* S&P 500 steady, though investors watch for record high
* Dollar index flat after early gains
* Tech shares gain (Updates with late morning U.S. markets activity, changes dateline, previous LONDON)
By Caroline Valetkevitch
NEW YORK, Aug 8 (Reuters) - Oil prices fell after Chinese import data showed a slowdown in demand, weighing on world equity markets which fell modestly, even as U.S. technology shares extended recent gains.
China announced retaliatory trade tariffs in response to the United States’ decision to impose 25 percent tariffs on another $16 billion of Chinese goods starting on Aug. 23.
Stock markets had recently continued to rise amid sturdy corporate results and data, despite the continuing trade battle between the United States and China, and the U.S. benchmark S&P index closed Tuesday less than half a percent off record highs hit on Jan. 26.
“The S&P and the stock market are telling you how important the tariffs are, and the market is close to making new highs,” said Bruce Bittles, chief investment strategist at Robert W. Baird & Co in Sarasota, Florida.
“You’ve got full employment and wages are going up. Small business optimism is about the highest it’s ever been. All of that is driving this.”
Amazon, Facebook and Alphabet were among the biggest positive influences for the S&P 500 on Wednesday.
The Dow Jones Industrial Average fell 62.04 points, or 0.24 percent, to 25,566.87, the S&P 500 lost 2.33 points, or 0.08 percent, to 2,856.12 and the Nasdaq Composite dropped 4.16 points, or 0.05 percent, to 7,879.51.
MSCI’s gauge of stocks across the globe shed 0.08 percent, while the pan-European FTSEurofirst 300 index lost 0.20 percent,
In the oil market, the U.S.-China trade dispute weighed on prices. U.S. crude fell 3.92 percent to $66.46 per barrel and Brent was last at $71.92, down 3.66 percent on the day.
China’s crude imports recovered slightly in July after falling for the previous two months, but were still among the lowest this year due to a dropoff in demand from the country’s smaller independent, or “teapot,” refineries.

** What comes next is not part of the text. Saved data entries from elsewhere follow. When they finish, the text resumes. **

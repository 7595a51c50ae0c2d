//! Schema helpers: name resolution under module aliases and derivation of
//! view types and pointers into the overlay.

use crate::ast::expr::{ClassRef, TypeName};
use crate::compiler::context::Compiler;
use crate::compiler::error::{CompileError, CompileResult};
use crate::schema::{
    Pointer, PtrCardinality, PtrRef, PtrSource, QualName, Type, TypeKind, TypeRef,
};
use smol_str::SmolStr;

impl Compiler<'_> {
    /// Resolves a class reference to a schema type, applying module
    /// aliases; unqualified names try the default module, then `std`.
    pub(crate) fn get_schema_type(&self, class_ref: &ClassRef) -> CompileResult<TypeRef> {
        let not_found = || {
            CompileError::reference(
                format!(
                    "schema item '{}' does not exist",
                    match &class_ref.module {
                        Some(m) => format!("{m}::{}", class_ref.name),
                        None => class_ref.name.to_string(),
                    }
                ),
                Some(class_ref.span.clone()),
            )
        };

        match &class_ref.module {
            Some(module) => {
                let real_module = self.resolve_module_alias(module);
                let name = QualName::new(real_module, class_ref.name.clone());
                self.schema
                    .get(&name)
                    .map(TypeRef::Schema)
                    .map_err(|_| not_found())
            }
            None => {
                // Statement-local views shadow schema names.
                if let Some(view) = self.ctx().aliased_views.get(&class_ref.name) {
                    return Ok(*view);
                }
                self.schema
                    .get_unqualified(&class_ref.name, &self.ctx().module)
                    .map(TypeRef::Schema)
                    .map_err(|_| not_found())
            }
        }
    }

    /// Applies the WITH-block alias map to a module name.
    pub(crate) fn resolve_module_alias(&self, module: &SmolStr) -> SmolStr {
        self.ctx()
            .namespaces
            .get(module)
            .cloned()
            .unwrap_or_else(|| module.clone())
    }

    /// Resolves a surface type name, minting collection types into the
    /// overlay as needed. `array<T>`, `map<K, V>` and `tuple<…>` are the
    /// collection constructors.
    pub(crate) fn resolve_type_name(&mut self, ty: &TypeName) -> CompileResult<TypeRef> {
        let name = ty.maintype.name.as_str();
        if ty.maintype.module.is_none() {
            match name {
                "array" => {
                    let [element] = ty.subtypes.as_slice() else {
                        return Err(CompileError::expression(
                            "array type takes exactly one element type",
                            Some(ty.span.clone()),
                        ));
                    };
                    let element = self.resolve_type_name(element)?;
                    return Ok(self.mint_array_type(element));
                }
                "map" => {
                    let [key, value] = ty.subtypes.as_slice() else {
                        return Err(CompileError::expression(
                            "map type takes exactly two element types",
                            Some(ty.span.clone()),
                        ));
                    };
                    let _key = self.resolve_type_name(key)?;
                    let value = self.resolve_type_name(value)?;
                    // Maps are value-typed on the target side.
                    return Ok(self.mint_array_type(value));
                }
                "tuple" => {
                    let mut elements = Vec::new();
                    for (i, sub) in ty.subtypes.iter().enumerate() {
                        let el = self.resolve_type_name(sub)?;
                        elements.push((SmolStr::new(i.to_string()), el));
                    }
                    return Ok(self.mint_tuple_type(elements, false));
                }
                _ => {}
            }
        }
        self.get_schema_type(&ty.maintype)
    }

    /// Structural key used to intern minted collection types.
    fn type_key(&self, r: TypeRef) -> String {
        match r {
            TypeRef::Schema(id) => format!("s{}", id.0),
            TypeRef::Derived(id) => format!("d{}", id.0),
        }
    }

    pub(crate) fn mint_array_type(&mut self, element: TypeRef) -> TypeRef {
        let key = format!("array<{}>", self.type_key(element));
        let id = self.derived.intern_collection(key, || Type {
            name: QualName::new("std", "array"),
            kind: TypeKind::Array { element },
        });
        TypeRef::Derived(id)
    }

    pub(crate) fn mint_tuple_type(
        &mut self,
        elements: Vec<(SmolStr, TypeRef)>,
        named: bool,
    ) -> TypeRef {
        let key = format!(
            "tuple<{}>",
            elements
                .iter()
                .map(|(n, t)| format!("{n}:{}", self.type_key(*t)))
                .collect::<Vec<_>>()
                .join(",")
        );
        let id = self.derived.intern_collection(key, || Type {
            name: QualName::new("std", "tuple"),
            kind: TypeKind::Tuple { elements, named },
        });
        TypeRef::Derived(id)
    }

    /// Derives a view type from `base` under the given schema name.
    pub(crate) fn derive_view(&mut self, base: TypeRef, name: QualName) -> TypeRef {
        let id = self.derived.add_type(Type {
            name: name.clone(),
            kind: TypeKind::View {
                base,
                expr: String::new(),
            },
        });
        let view = TypeRef::Derived(id);
        self.views.insert(name, view);
        view
    }

    /// Derives a fresh pointer (used for shape computables and for
    /// `__class__` steps off non-source expressions).
    pub(crate) fn derive_pointer(
        &mut self,
        template: &Pointer,
        source: PtrSource,
        target: TypeRef,
        cardinality: PtrCardinality,
    ) -> PtrRef {
        let id = self.derived.add_pointer(Pointer {
            name: template.name.clone(),
            kind: template.kind,
            source,
            target,
            cardinality,
            required: false,
            readonly: template.readonly,
            computable_expr: template.computable_expr.clone(),
            is_system: template.is_system,
        });
        PtrRef::Derived(id)
    }

    /// Copies pointer data out of either arena (borrow-friendly).
    pub(crate) fn ptr_data(&self, r: PtrRef) -> Pointer {
        crate::schema::ptr_of(self.schema, &self.derived, r).clone()
    }

    /// The display name of a type.
    pub(crate) fn type_display(&self, r: TypeRef) -> String {
        crate::schema::type_of(self.schema, &self.derived, r)
            .name
            .to_string()
    }

    /// True when `r` names an object (concept) type, views included.
    pub(crate) fn is_object_type(&self, r: TypeRef) -> bool {
        let material = crate::schema::material_type(self.schema, &self.derived, r);
        crate::schema::type_of(self.schema, &self.derived, material).is_object()
    }
}

#[cfg(test)]
mod tests {
    use super::*;
    use crate::schema::SchemaBuilder;

    #[test]
    fn qualified_names_resolve_through_aliases() {
        let schema = SchemaBuilder::with_std().build();
        let mut compiler = Compiler::new(&schema);
        compiler
            .ctx_mut()
            .namespaces
            .insert("s".into(), "std".into());

        let r = compiler.get_schema_type(&ClassRef::new(Some("s".into()), "int64", 0..5));
        assert!(r.is_ok());
    }

    #[test]
    fn unqualified_falls_back_to_std() {
        let schema = SchemaBuilder::with_std().build();
        let compiler = Compiler::new(&schema);
        assert!(
            compiler
                .get_schema_type(&ClassRef::new(None, "int64", 0..5))
                .is_ok()
        );
        let err = compiler
            .get_schema_type(&ClassRef::new(None, "NoSuch", 0..6))
            .unwrap_err();
        assert_eq!(err.kind, crate::compiler::error::CompileErrorKind::Reference);
        assert_eq!(err.span, Some(0..6));
    }

    #[test]
    fn collection_types_are_interned() {
        let schema = SchemaBuilder::with_std().build();
        let mut compiler = Compiler::new(&schema);
        let int64 = compiler
            .get_schema_type(&ClassRef::new(None, "int64", 0..0))
            .unwrap();
        let a = compiler.mint_array_type(int64);
        let b = compiler.mint_array_type(int64);
        assert_eq!(a, b);
    }
}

Retaliatory trade tariffs by China briefly boosted the dollar index, which rose as high as 95.417, near a more than one-year peak of 95.652 hit on July 19, before dropping back to near flat on the day.
The index has struggled to break much above the 95.5 level, which it has tested multiple times in the past two months.
The dollar index, tracking it against a basket of major currencies, rose 0.01 percent,
U.S. Treasury yields were little changed.
Benchmark 10-year notes last fell 1/32 in price to yield 2.9749 percent, from 2.973 percent late on Tuesday.